Now to question 6c of the mentioned exam. That automaton is very special; in part a) it should be observed that all states can be declared to be accepting states without changing the accepted language. That is why in part b) and c) also s2 and s3 are considered as accepting states. 

Part c) does not make any claim about general automata, and not even on this one. It just gives you commands to work out, and says that you should apply the subset construction (for whatever reason) and define an acceptance condition as explained there. Don't think too much about the why here, except for whether that may work in general, and the slides of the chapter will tell you that this is not the case. Det-FG is more expressive than Det-Prefix.

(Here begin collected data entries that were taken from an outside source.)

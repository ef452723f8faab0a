//! Dense component stores keyed by entity id.
//!
//! Every store is a set of parallel, pre-sized arrays indexed by
//! `Entity::index()` plus a presence flag per slot. Arrays are allocated once
//! at the configured capacity and never grow, so the physics loops index
//! straight into contiguous memory. Presence is tracked separately from the
//! value slots: a removed slot never reads as present, whatever it holds.

use super::entity::Entity;
use crate::error::{Error, Result};

/// Presence flags for one component, sized to the store capacity.
#[derive(Debug, Clone)]
pub struct Presence {
    present: Vec<bool>,
    count: usize,
}

impl Presence {
    pub fn with_capacity(capacity: usize) -> Self {
        Self {
            present: vec![false; capacity],
            count: 0,
        }
    }

    /// Slot for `entity`, or a capacity error if it does not fit.
    #[inline]
    pub fn slot(&self, entity: Entity) -> Result<usize> {
        let i = entity.index();
        if i < self.present.len() {
            Ok(i)
        } else {
            Err(Error::CapacityExceeded {
                entity,
                capacity: self.present.len(),
            })
        }
    }

    /// Mark `entity` present, returning its slot.
    pub fn insert(&mut self, entity: Entity) -> Result<usize> {
        let i = self.slot(entity)?;
        if !self.present[i] {
            self.present[i] = true;
            self.count += 1;
        }
        Ok(i)
    }

    /// Clear presence. Returns the slot if the entity was present.
    pub fn remove(&mut self, entity: Entity) -> Option<usize> {
        let i = entity.index();
        match self.present.get_mut(i) {
            Some(present) if *present => {
                *present = false;
                self.count -= 1;
                Some(i)
            }
            _ => None,
        }
    }

    #[inline]
    pub fn contains(&self, entity: Entity) -> bool {
        self.present.get(entity.index()).copied().unwrap_or(false)
    }

    pub fn len(&self) -> usize {
        self.count
    }

    pub fn is_empty(&self) -> bool {
        self.count == 0
    }

    pub fn capacity(&self) -> usize {
        self.present.len()
    }

    /// Entities with this component, in id order.
    pub fn iter(&self) -> impl Iterator<Item = Entity> + '_ {
        self.present
            .iter()
            .enumerate()
            .filter(|&(_, &present)| present)
            .map(|(i, _)| Entity(i as u32))
    }
}

/// Fail unless both components of a vector write are finite.
pub(crate) fn ensure_finite(entity: Entity, x: f32, y: f32) -> Result<()> {
    if x.is_finite() && y.is_finite() {
        Ok(())
    } else {
        Err(Error::NonFiniteVector { entity, x, y })
    }
}

/// A 2D vector component in SoA layout (Position, Velocity).
#[derive(Debug, Clone)]
pub struct VectorStore {
    x: Vec<f32>,
    y: Vec<f32>,
    presence: Presence,
}

impl VectorStore {
    pub fn with_capacity(capacity: usize) -> Self {
        Self {
            x: vec![0.0; capacity],
            y: vec![0.0; capacity],
            presence: Presence::with_capacity(capacity),
        }
    }

    /// Attach the component, overwriting any previous value.
    ///
    /// NaN or infinite components are refused.
    pub fn add(&mut self, entity: Entity, x: f32, y: f32) -> Result<()> {
        ensure_finite(entity, x, y)?;
        let i = self.presence.insert(entity)?;
        self.x[i] = x;
        self.y[i] = y;
        Ok(())
    }

    /// Detach the component. Removing an absent component is a no-op.
    pub fn remove(&mut self, entity: Entity) -> bool {
        match self.presence.remove(entity) {
            Some(i) => {
                self.x[i] = 0.0;
                self.y[i] = 0.0;
                true
            }
            None => false,
        }
    }

    #[inline]
    pub fn has(&self, entity: Entity) -> bool {
        self.presence.contains(entity)
    }

    /// Get the value if present.
    pub fn get(&self, entity: Entity) -> Option<(f32, f32)> {
        self.has(entity).then(|| {
            let i = entity.index();
            (self.x[i], self.y[i])
        })
    }

    /// Overwrite the value of a present component.
    ///
    /// Returns false (and writes nothing) if the entity lacks the component.
    pub fn set(&mut self, entity: Entity, x: f32, y: f32) -> bool {
        if !self.has(entity) {
            return false;
        }
        let i = entity.index();
        self.x[i] = x;
        self.y[i] = y;
        true
    }

    /// X components slice, indexed by entity.
    pub fn xs(&self) -> &[f32] {
        &self.x
    }

    /// Y components slice, indexed by entity.
    pub fn ys(&self) -> &[f32] {
        &self.y
    }

    /// Presence plus both component slices for in-place mutation.
    pub fn parts_mut(&mut self) -> (&Presence, &mut [f32], &mut [f32]) {
        (&self.presence, &mut self.x, &mut self.y)
    }

    pub fn presence(&self) -> &Presence {
        &self.presence
    }

    pub fn len(&self) -> usize {
        self.presence.len()
    }

    pub fn is_empty(&self) -> bool {
        self.presence.is_empty()
    }
}

/// Edge endpoints. The edge is its own entity, distinct from both endpoints.
#[derive(Debug, Clone)]
pub struct EdgeStore {
    source: Vec<Entity>,
    target: Vec<Entity>,
    presence: Presence,
}

impl EdgeStore {
    pub fn with_capacity(capacity: usize) -> Self {
        Self {
            source: vec![Entity(0); capacity],
            target: vec![Entity(0); capacity],
            presence: Presence::with_capacity(capacity),
        }
    }

    pub fn add(&mut self, edge: Entity, source: Entity, target: Entity) -> Result<()> {
        let i = self.presence.insert(edge)?;
        self.source[i] = source;
        self.target[i] = target;
        Ok(())
    }

    pub fn remove(&mut self, edge: Entity) -> bool {
        self.presence.remove(edge).is_some()
    }

    #[inline]
    pub fn has(&self, edge: Entity) -> bool {
        self.presence.contains(edge)
    }

    /// (source, target) of an edge entity.
    pub fn endpoints(&self, edge: Entity) -> Option<(Entity, Entity)> {
        self.has(edge).then(|| {
            let i = edge.index();
            (self.source[i], self.target[i])
        })
    }

    /// All (edge, source, target) triples in edge id order.
    pub fn iter(&self) -> impl Iterator<Item = (Entity, Entity, Entity)> + '_ {
        self.presence
            .iter()
            .map(|edge| (edge, self.source[edge.index()], self.target[edge.index()]))
    }

    pub fn presence(&self) -> &Presence {
        &self.presence
    }

    pub fn len(&self) -> usize {
        self.presence.len()
    }

    pub fn is_empty(&self) -> bool {
        self.presence.is_empty()
    }
}

/// Presence-only component (FixedPosition).
#[derive(Debug, Clone)]
pub struct FlagStore {
    presence: Presence,
}

impl FlagStore {
    pub fn with_capacity(capacity: usize) -> Self {
        Self {
            presence: Presence::with_capacity(capacity),
        }
    }

    pub fn add(&mut self, entity: Entity) -> Result<()> {
        self.presence.insert(entity).map(|_| ())
    }

    pub fn remove(&mut self, entity: Entity) -> bool {
        self.presence.remove(entity).is_some()
    }

    #[inline]
    pub fn has(&self, entity: Entity) -> bool {
        self.presence.contains(entity)
    }

    pub fn iter(&self) -> impl Iterator<Item = Entity> + '_ {
        self.presence.iter()
    }

    pub fn len(&self) -> usize {
        self.presence.len()
    }

    pub fn is_empty(&self) -> bool {
        self.presence.is_empty()
    }
}

/// One recorded force contribution.
#[derive(Debug, Clone, Copy, PartialEq)]
pub struct ForceSample {
    /// Entity the force was applied to (or the edge's source).
    pub source: Entity,
    /// Entity the force came from (or the edge's target).
    pub target: Entity,
    pub fx: f32,
    pub fy: f32,
}

/// Transient per-entity force vectors for inspection.
///
/// Entries are cleared and rewritten every step. The store remembers which
/// slots it wrote so clearing costs O(written), not O(capacity).
#[derive(Debug, Clone)]
pub struct DebugForceStore {
    source: Vec<Entity>,
    target: Vec<Entity>,
    fx: Vec<f32>,
    fy: Vec<f32>,
    presence: Presence,
    written: Vec<Entity>,
}

impl DebugForceStore {
    pub fn with_capacity(capacity: usize) -> Self {
        Self {
            source: vec![Entity(0); capacity],
            target: vec![Entity(0); capacity],
            fx: vec![0.0; capacity],
            fy: vec![0.0; capacity],
            presence: Presence::with_capacity(capacity),
            written: Vec::new(),
        }
    }

    /// Record a sample for `entity`, replacing any earlier one this step.
    pub fn record(&mut self, entity: Entity, sample: ForceSample) {
        let Ok(i) = self.presence.slot(entity) else {
            return;
        };
        if !self.presence.contains(entity) {
            self.written.push(entity);
        }
        self.presence.present[i] = true;
        self.presence.count = self.written.len();
        self.source[i] = sample.source;
        self.target[i] = sample.target;
        self.fx[i] = sample.fx;
        self.fy[i] = sample.fy;
    }

    pub fn remove(&mut self, entity: Entity) -> bool {
        match self.presence.remove(entity) {
            Some(i) => {
                self.written.retain(|&e| e != entity);
                self.fx[i] = 0.0;
                self.fy[i] = 0.0;
                true
            }
            None => false,
        }
    }

    /// Drop every entry.
    pub fn clear(&mut self) {
        for entity in self.written.drain(..) {
            let i = entity.index();
            self.presence.present[i] = false;
            self.fx[i] = 0.0;
            self.fy[i] = 0.0;
        }
        self.presence.count = 0;
    }

    #[inline]
    pub fn has(&self, entity: Entity) -> bool {
        self.presence.contains(entity)
    }

    pub fn get(&self, entity: Entity) -> Option<ForceSample> {
        self.has(entity).then(|| {
            let i = entity.index();
            ForceSample {
                source: self.source[i],
                target: self.target[i],
                fx: self.fx[i],
                fy: self.fy[i],
            }
        })
    }

    pub fn fxs(&self) -> &[f32] {
        &self.fx
    }

    pub fn fys(&self) -> &[f32] {
        &self.fy
    }

    pub fn presence(&self) -> &Presence {
        &self.presence
    }

    pub fn len(&self) -> usize {
        self.presence.len()
    }

    pub fn is_empty(&self) -> bool {
        self.presence.is_empty()
    }
}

Moreover, 6c) says that you should apply the subset construction to the original automaton whose accepting states are only s0 and s1 (and neither s2 nor s3). That is why Q0:{s2,s3} is not accepting. Whether you could make it accepting without changing the language is another question. 

by (166k points)
So in this case Can i convert the Non deterministic liveness automaton to Deterministic FG   by breakpoint construction since DetFG and DetF are expressive??
DetFG is more expressive than DetF, you mean that DetFG is equally expressive as NDetF. For this reason, every NDetF automaton can be converted to a DetFG automaton. However, it is not the case that you can just apply the breakpoint construction to the given NDetF automaton. You first have to convert it to an equivalent NDetFG automaton, and then you can apply the breakpoint construction.
In part a) of the exam problem, it was learned that we can make all states accepting for the coBüchi condition. Then, you can also make it a safety automaton where all four states are safe states. That one can be determined by the subset construction, so that this example can even be given as DetG automaton.
For particular variants of the constructions, see the updated solutions of the exam paper, in particular, you cannot apply the breakpoint construction to the generate a DetFG, since the word where a is always false will no longer be accepted.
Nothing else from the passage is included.